Aim of the task ▸ Report each line of the data that contains the string "ProcessLauncher".
____ Available data
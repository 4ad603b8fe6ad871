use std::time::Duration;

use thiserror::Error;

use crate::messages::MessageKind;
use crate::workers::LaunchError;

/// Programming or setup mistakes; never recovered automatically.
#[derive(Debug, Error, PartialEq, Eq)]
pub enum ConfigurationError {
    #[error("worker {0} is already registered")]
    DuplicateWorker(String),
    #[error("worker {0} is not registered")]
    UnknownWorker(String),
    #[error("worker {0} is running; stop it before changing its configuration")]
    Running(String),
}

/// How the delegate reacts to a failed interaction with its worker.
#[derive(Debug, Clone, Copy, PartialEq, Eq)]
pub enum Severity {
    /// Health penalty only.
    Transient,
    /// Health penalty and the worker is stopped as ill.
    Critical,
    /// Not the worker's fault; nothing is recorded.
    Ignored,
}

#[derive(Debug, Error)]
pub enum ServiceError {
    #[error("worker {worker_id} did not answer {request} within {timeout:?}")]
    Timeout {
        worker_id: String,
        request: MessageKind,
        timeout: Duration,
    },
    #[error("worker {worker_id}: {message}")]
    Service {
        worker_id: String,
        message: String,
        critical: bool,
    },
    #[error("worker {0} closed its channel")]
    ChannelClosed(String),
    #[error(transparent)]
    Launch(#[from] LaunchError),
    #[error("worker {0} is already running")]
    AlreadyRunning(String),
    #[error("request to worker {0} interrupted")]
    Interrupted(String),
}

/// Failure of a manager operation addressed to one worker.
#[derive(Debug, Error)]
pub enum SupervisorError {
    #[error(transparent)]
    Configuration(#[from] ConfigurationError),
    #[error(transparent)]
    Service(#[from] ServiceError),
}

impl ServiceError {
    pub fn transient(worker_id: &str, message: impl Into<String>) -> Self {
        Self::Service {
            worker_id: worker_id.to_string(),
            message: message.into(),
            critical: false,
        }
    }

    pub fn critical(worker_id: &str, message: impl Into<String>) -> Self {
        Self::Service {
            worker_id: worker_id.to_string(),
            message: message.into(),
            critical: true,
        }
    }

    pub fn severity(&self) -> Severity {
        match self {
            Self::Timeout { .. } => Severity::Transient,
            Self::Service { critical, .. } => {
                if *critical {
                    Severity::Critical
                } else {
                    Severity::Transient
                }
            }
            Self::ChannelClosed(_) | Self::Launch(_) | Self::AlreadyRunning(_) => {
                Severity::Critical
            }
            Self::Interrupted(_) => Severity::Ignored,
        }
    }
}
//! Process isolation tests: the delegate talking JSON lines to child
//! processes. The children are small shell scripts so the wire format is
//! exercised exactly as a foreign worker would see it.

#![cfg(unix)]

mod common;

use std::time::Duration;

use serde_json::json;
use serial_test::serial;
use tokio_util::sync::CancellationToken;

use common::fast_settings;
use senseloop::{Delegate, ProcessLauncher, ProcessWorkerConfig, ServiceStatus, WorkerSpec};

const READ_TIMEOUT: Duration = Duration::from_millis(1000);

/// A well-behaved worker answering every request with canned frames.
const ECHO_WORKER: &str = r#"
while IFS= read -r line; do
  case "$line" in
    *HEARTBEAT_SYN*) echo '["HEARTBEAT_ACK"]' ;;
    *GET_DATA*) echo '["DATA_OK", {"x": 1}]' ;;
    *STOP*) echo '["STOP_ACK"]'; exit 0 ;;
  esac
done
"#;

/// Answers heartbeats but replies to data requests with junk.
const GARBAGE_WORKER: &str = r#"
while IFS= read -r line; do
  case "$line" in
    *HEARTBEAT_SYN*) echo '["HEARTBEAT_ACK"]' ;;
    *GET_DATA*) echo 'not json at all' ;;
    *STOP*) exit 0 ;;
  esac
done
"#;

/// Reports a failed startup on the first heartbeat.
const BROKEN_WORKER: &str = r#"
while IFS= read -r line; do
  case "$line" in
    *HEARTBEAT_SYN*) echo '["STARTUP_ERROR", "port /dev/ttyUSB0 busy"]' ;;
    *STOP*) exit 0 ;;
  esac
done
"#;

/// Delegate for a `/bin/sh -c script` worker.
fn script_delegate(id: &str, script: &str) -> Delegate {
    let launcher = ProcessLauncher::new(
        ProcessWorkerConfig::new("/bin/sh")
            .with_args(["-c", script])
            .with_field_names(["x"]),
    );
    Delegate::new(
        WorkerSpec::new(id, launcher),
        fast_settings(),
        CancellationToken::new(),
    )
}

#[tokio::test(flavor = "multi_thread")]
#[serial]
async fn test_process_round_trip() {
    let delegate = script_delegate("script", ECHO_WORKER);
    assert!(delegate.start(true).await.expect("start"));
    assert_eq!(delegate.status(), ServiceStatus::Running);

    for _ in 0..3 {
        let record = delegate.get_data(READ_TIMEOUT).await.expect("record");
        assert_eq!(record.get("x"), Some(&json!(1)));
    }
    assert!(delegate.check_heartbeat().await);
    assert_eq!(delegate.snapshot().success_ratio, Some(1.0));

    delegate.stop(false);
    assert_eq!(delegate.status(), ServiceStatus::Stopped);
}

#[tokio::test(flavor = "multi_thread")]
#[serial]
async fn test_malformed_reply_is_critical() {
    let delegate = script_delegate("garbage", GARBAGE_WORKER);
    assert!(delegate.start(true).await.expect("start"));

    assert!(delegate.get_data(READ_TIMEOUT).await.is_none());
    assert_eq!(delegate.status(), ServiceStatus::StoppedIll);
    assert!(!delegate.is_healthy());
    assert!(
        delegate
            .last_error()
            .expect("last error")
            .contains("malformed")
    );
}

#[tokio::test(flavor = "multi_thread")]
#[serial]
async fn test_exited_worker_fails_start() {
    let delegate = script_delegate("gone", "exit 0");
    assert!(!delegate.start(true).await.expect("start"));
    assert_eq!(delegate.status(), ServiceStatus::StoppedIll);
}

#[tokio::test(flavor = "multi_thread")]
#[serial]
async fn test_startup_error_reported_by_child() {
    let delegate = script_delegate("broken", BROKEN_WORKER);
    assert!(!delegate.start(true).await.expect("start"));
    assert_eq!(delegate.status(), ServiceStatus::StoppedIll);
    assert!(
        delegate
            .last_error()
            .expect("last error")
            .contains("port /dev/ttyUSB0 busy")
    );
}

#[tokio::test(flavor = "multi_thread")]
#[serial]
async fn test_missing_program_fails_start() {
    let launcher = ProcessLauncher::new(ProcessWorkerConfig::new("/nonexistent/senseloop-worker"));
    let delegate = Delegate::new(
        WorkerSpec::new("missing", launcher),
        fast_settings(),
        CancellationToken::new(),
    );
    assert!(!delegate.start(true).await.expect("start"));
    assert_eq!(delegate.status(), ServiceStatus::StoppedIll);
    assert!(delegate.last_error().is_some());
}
________
Answer section ▸
use senseloop::{Delegate, ProcessLauncher, ProcessWorkerConfig, ServiceStatus, WorkerSpec};
    let launcher = ProcessLauncher::new(
    let launcher = ProcessLauncher::new(ProcessWorkerConfig::new("/nonexistent/senseloop-worker"));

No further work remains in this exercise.